Either buying or selling real estate, you will probably have a need for a broker’s services, but even if your Costa Rica real estate agent is first class, have your attorney on board and have him supervise the process.

Real Estate Fraud 24. Do not blindly trust your own countrymen! Just because they have been here more time than you have. I have seen that US citizens being conned by US people and, Canadians by Canadians and so forth. Be careful! There are a whole lot of strange people in this country, some of them fleeing from the FBI, Interpol, ex-wives and even from mental institutions.

5. Gentlemen! Please remember that you do not, I repeat, do NOT need to marry the first beautiful ‘Tica’ (Costa Rican woman) that you meet!

6. “Old Mac Donald had a farm“: And he lost it, because never took care of it. This is a common story in Costa Rica. Again, please remember that our legal system is different.

7. South of the Border…  Not everybody here wears a big Mexican ‘sombrero’ and has a big bushy moustache and not all the ladies are named “Juanita Bonita’. South of the Río Grande,  you will find: México, Belize, Guatemala, Honduras, Salvador, Nicaragua, Costa Rica, Panamá, Colombia, Perú, Paraguay, Uruguay, Argentina, Chile and Brazil. All of them are different countries, with a different history, different people, and different laws.

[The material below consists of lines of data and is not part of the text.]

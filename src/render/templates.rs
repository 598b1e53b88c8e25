//! @acp:module "Render Templates"
//! @acp:summary "Optional handlebars templates replacing the built-in HTML leaves"
//! @acp:domain format
//! @acp:layer output

use handlebars::Handlebars;
use serde::Serialize;

use crate::config::TemplateConfig;
use crate::error::Result;

/// Template wrapping the plain-object JSON text; receives `json`
pub const PRE_TEMPLATE: &str = "pre";

/// Template for address links; receives `href`, `target` and `text`
pub const LINK_TEMPLATE: &str = "link";

/// Registered template overrides.
///
/// An empty set means every renderer uses its built-in markup. Output is
/// never HTML-escaped.
#[derive(Debug)]
pub struct Templates {
    registry: Handlebars<'static>,
}

impl Templates {
    /// Create an empty template set
    pub fn new() -> Self {
        let mut registry = Handlebars::new();
        registry.register_escape_fn(handlebars::no_escape);
        Self { registry }
    }

    /// Compile the overrides named in the config
    pub fn from_config(config: &TemplateConfig) -> Result<Self> {
        let mut templates = Self::new();
        if let Some(ref source) = config.pre {
            templates.register(PRE_TEMPLATE, source)?;
        }
        if let Some(ref source) = config.link {
            templates.register(LINK_TEMPLATE, source)?;
        }
        Ok(templates)
    }

    /// Compile and register a template, replacing any previous one
    pub fn register(&mut self, name: &str, source: &str) -> Result<()> {
        self.registry.register_template_string(name, source)?;
        tracing::debug!("Registered template override: {}", name);
        Ok(())
    }

    pub fn has(&self, name: &str) -> bool {
        self.registry.has_template(name)
    }

    /// Render a template if it is registered, `None` otherwise
    pub fn render<T: Serialize>(&self, name: &str, data: &T) -> Result<Option<String>> {
        if !self.has(name) {
            return Ok(None);
        }
        Ok(Some(self.registry.render(name, data)?))
    }
}

impl Default for Templates {
    fn default() -> Self {
        Self::new()
    }
}
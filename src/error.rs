//! @acp:module "Errors"
//! @acp:summary "Error types for kind inference, rendering and configuration"
//! @acp:domain format
//! @acp:layer model

use thiserror::Error;

/// @acp:summary "Errors raised by dataguess"
#[derive(Debug, Error)]
pub enum DataguessError {
    #[error("I/O error: {0}")]
    Io(#[from] std::io::Error),

    #[error("JSON error: {0}")]
    Json(#[from] serde_json::Error),

    #[error("YAML error: {0}")]
    Yaml(#[from] serde_yaml::Error),

    #[error("Invalid template: {0}")]
    Template(#[from] handlebars::TemplateError),

    #[error("Template rendering failed: {0}")]
    Render(#[from] handlebars::RenderError),

    /// A truthy `lat`/`lng` member that cannot be read as a coordinate
    #[error("Invalid coordinate in `{field}`: {value}")]
    InvalidCoordinate { field: &'static str, value: String },

    #[error("Unknown kind tag: {0}")]
    UnknownKind(String),

    #[error("{0}")]
    Other(String),
}

/// Result type alias for dataguess operations
pub type Result<T> = std::result::Result<T, DataguessError>;
//! @acp:module "Render"
//! @acp:summary "Renderer trait and the kind -> renderer dispatch table"
//! @acp:domain format
//! @acp:layer output
//!
//! Rendering dispatches on the resolved [`Kind`]. Kinds without a renderer
//! (and values without a kind) are returned untouched as [`Output::Raw`].

pub mod builtin;
pub mod link;
pub mod templates;

pub use builtin::{AddressRenderer, BooleanRenderer, PlainObjectRenderer};
pub use link::{link, to_fixed, Coordinate, Link, LinkAttrs, DEFAULT_TARGET};
pub use templates::{Templates, LINK_TEMPLATE, PRE_TEMPLATE};

use serde_json::Value;
use std::collections::HashMap;
use std::fmt;

use crate::config::Config;
use crate::error::Result;
use crate::kind::Kind;

/// Shared state handed to every renderer
#[derive(Debug, Clone, Copy)]
pub struct RenderContext<'a> {
    pub config: &'a Config,
    pub templates: &'a Templates,
}

impl<'a> RenderContext<'a> {
    pub fn new(config: &'a Config, templates: &'a Templates) -> Self {
        Self { config, templates }
    }
}

/// Renderer trait - implement for each kind
pub trait Renderer: Send + Sync {
    /// Get the kind this renderer handles
    fn kind(&self) -> Kind;

    /// Render a value of this kind to display text
    fn render(&self, value: &Value, ctx: &RenderContext) -> Result<String>;
}

/// Result of rendering a value
#[derive(Debug, Clone, PartialEq)]
pub enum Output {
    /// Rendered display text
    Text(String),
    /// The original value, passed through because no renderer applied
    Raw(Value),
}

impl Output {
    /// Get the rendered text, if any
    pub fn as_text(&self) -> Option<&str> {
        match self {
            Output::Text(s) => Some(s),
            Output::Raw(_) => None,
        }
    }

    pub fn is_rendered(&self) -> bool {
        matches!(self, Output::Text(_))
    }

    /// Convert into a JSON value; rendered text becomes a string
    pub fn into_value(self) -> Value {
        match self {
            Output::Text(s) => Value::String(s),
            Output::Raw(v) => v,
        }
    }
}

impl fmt::Display for Output {
    fn fmt(&self, f: &mut fmt::Formatter<'_>) -> fmt::Result {
        match self {
            Output::Text(s) | Output::Raw(Value::String(s)) => write!(f, "{}", s),
            Output::Raw(v) => write!(f, "{}", v),
        }
    }
}

/// Dispatch table from kind to renderer
pub struct RendererRegistry {
    renderers: HashMap<Kind, Box<dyn Renderer>>,
    config: Config,
    templates: Templates,
}

impl RendererRegistry {
    /// Create a registry with the built-in renderers and default config
    pub fn new() -> Self {
        Self::with_parts(Config::default(), Templates::new())
    }

    /// Create a registry with the built-in renderers, compiling template overrides
    pub fn with_config(config: Config) -> Result<Self> {
        let templates = Templates::from_config(&config.templates)?;
        Ok(Self::with_parts(config, templates))
    }

    fn with_parts(config: Config, templates: Templates) -> Self {
        let mut renderers: HashMap<Kind, Box<dyn Renderer>> = HashMap::new();

        renderers.insert(Kind::PlainObject, Box::new(PlainObjectRenderer));
        renderers.insert(Kind::Boolean, Box::new(BooleanRenderer));
        renderers.insert(Kind::Address, Box::new(AddressRenderer::new()));

        Self {
            renderers,
            config,
            templates,
        }
    }

    /// Add a renderer, returning the one it replaced
    pub fn register(&mut self, renderer: Box<dyn Renderer>) -> Option<Box<dyn Renderer>> {
        let kind = renderer.kind();
        let previous = self.renderers.insert(kind.clone(), renderer);
        if previous.is_some() {
            tracing::debug!("Replaced renderer for kind {}", kind);
        }
        previous
    }

    /// Remove the renderer of a kind; its values then pass through raw
    pub fn unregister(&mut self, kind: &Kind) -> Option<Box<dyn Renderer>> {
        self.renderers.remove(kind)
    }

    pub fn contains(&self, kind: &Kind) -> bool {
        self.renderers.contains_key(kind)
    }

    /// Kinds that currently have a renderer
    pub fn kinds(&self) -> Vec<Kind> {
        self.renderers.keys().cloned().collect()
    }

    pub fn config(&self) -> &Config {
        &self.config
    }

    pub fn templates_mut(&mut self) -> &mut Templates {
        &mut self.templates
    }

    /// Render a value by kind.
    ///
    /// Without a kind, or without a renderer for it, the value comes back
    /// unchanged.
    pub fn render(&self, kind: Option<&Kind>, value: &Value) -> Result<Output> {
        let Some(renderer) = kind.and_then(|k| self.renderers.get(k)) else {
            return Ok(Output::Raw(value.clone()));
        };

        let ctx = RenderContext::new(&self.config, &self.templates);
        renderer.render(value, &ctx).map(Output::Text)
    }
}

impl Default for RendererRegistry {
    fn default() -> Self {
        Self::new()
    }
}

impl fmt::Debug for RendererRegistry {
    fn fmt(&self, f: &mut fmt::Formatter<'_>) -> fmt::Result {
        f.debug_struct("RendererRegistry")
            .field("kinds", &self.kinds())
            .field("config", &self.config)
            .finish()
    }
}

#[cfg(test)]
mod tests {
    use super::*;
    use serde_json::json;

    struct ShoutRenderer;

    impl Renderer for ShoutRenderer {
        fn kind(&self) -> Kind {
            Kind::custom("shout")
        }

        fn render(&self, value: &Value, _ctx: &RenderContext) -> Result<String> {
            Ok(value.to_string().to_uppercase())
        }
    }

    #[test]
    fn test_builtin_kinds_registered() {
        let registry = RendererRegistry::new();
        for kind in Kind::builtin() {
            assert!(registry.contains(kind));
        }
    }

    #[test]
    fn test_no_kind_passes_through() {
        let registry = RendererRegistry::new();
        let output = registry.render(None, &json!(42)).unwrap();
        assert_eq!(output, Output::Raw(json!(42)));
        assert!(!output.is_rendered());
        assert_eq!(output.to_string(), "42");
    }

    #[test]
    fn test_unregistered_kind_passes_through() {
        let registry = RendererRegistry::new();
        let output = registry
            .render(Some(&Kind::custom("shout")), &json!("hi"))
            .unwrap();
        assert_eq!(output.as_text(), None);
        assert_eq!(output.to_string(), "hi");
    }

    #[test]
    fn test_register_custom_renderer() {
        let mut registry = RendererRegistry::new();
        assert!(registry.register(Box::new(ShoutRenderer)).is_none());

        let output = registry
            .render(Some(&Kind::custom("shout")), &json!("hi"))
            .unwrap();
        assert_eq!(output.as_text(), Some("\"HI\""));

        assert!(registry.unregister(&Kind::Boolean).is_some());
        assert_eq!(
            registry.render(Some(&Kind::Boolean), &json!(true)).unwrap(),
            Output::Raw(json!(true))
        );
    }
}
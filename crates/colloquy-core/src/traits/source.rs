// SPDX-FileCopyrightText: 2026 Colloquy Contributors
// SPDX-License-Identifier: MIT OR Apache-2.0

//! Inbound side of the broker.

use async_trait::async_trait;

use crate::error::ColloquyError;
use crate::traits::adapter::PluginAdapter;

/// One claimed inbound command.
///
/// Every delivery must end in exactly one of [`CommandSource::ack`],
/// [`CommandSource::nack`] or [`CommandSource::reject`]. A delivery that is
/// never settled is handed out again once its lock expires.
#[derive(Debug, Clone, PartialEq, Eq)]
pub struct Delivery {
    pub id: i64,
    pub payload: String,
    /// Number of earlier failed attempts.
    pub attempt: u32,
    /// Opaque claim token. Settling with a lease that is no longer current
    /// leaves the delivery untouched.
    pub lease: String,
}

/// Source of externally produced commands with at-least-once delivery.
#[async_trait]
pub trait CommandSource: PluginAdapter {
    /// Claims the next delivery, or `None` when nothing is waiting.
    async fn receive(&self) -> Result<Option<Delivery>, ColloquyError>;

    /// The command was applied; never deliver it again.
    async fn ack(&self, delivery: &Delivery) -> Result<(), ColloquyError>;

    /// Processing failed transiently; deliver again later.
    async fn nack(&self, delivery: &Delivery, reason: &str) -> Result<(), ColloquyError>;

    /// The delivery can never succeed; drop it.
    async fn reject(&self, delivery: &Delivery, reason: &str) -> Result<(), ColloquyError>;
}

8. “Easy comes easy goes.” I will not even waste your time on this matter. If it sounds too good to be true, then yes! It probably is too good to be true. Nobody on this earth can give you 45% per annum in a legitimate investment.

9. There is ‘risk’ even with legitimate well known and established private banks. Right now I am trying to help a client who deposited a large amount of money in CDs, in one local bank.

10. If you really want to live in Costa Rica then, please live IN Costa Rica! It was the year 335 B.C. Alexander the Great faced one of his greatest battles. When his army reached the Phoenician coasts, he realized their enemies outnumbered them by 3 to 1.

Do you know how he managed to win the battle? Quite simple! He ordered his ships to be burnt… While the ships where on fire and sinking on the ocean, he spoke to his army and told them the only way to go back home was on their enemy’s ships. It was that or else.

If you really want to become a resident in Costa Rica, you may have to burn your ships.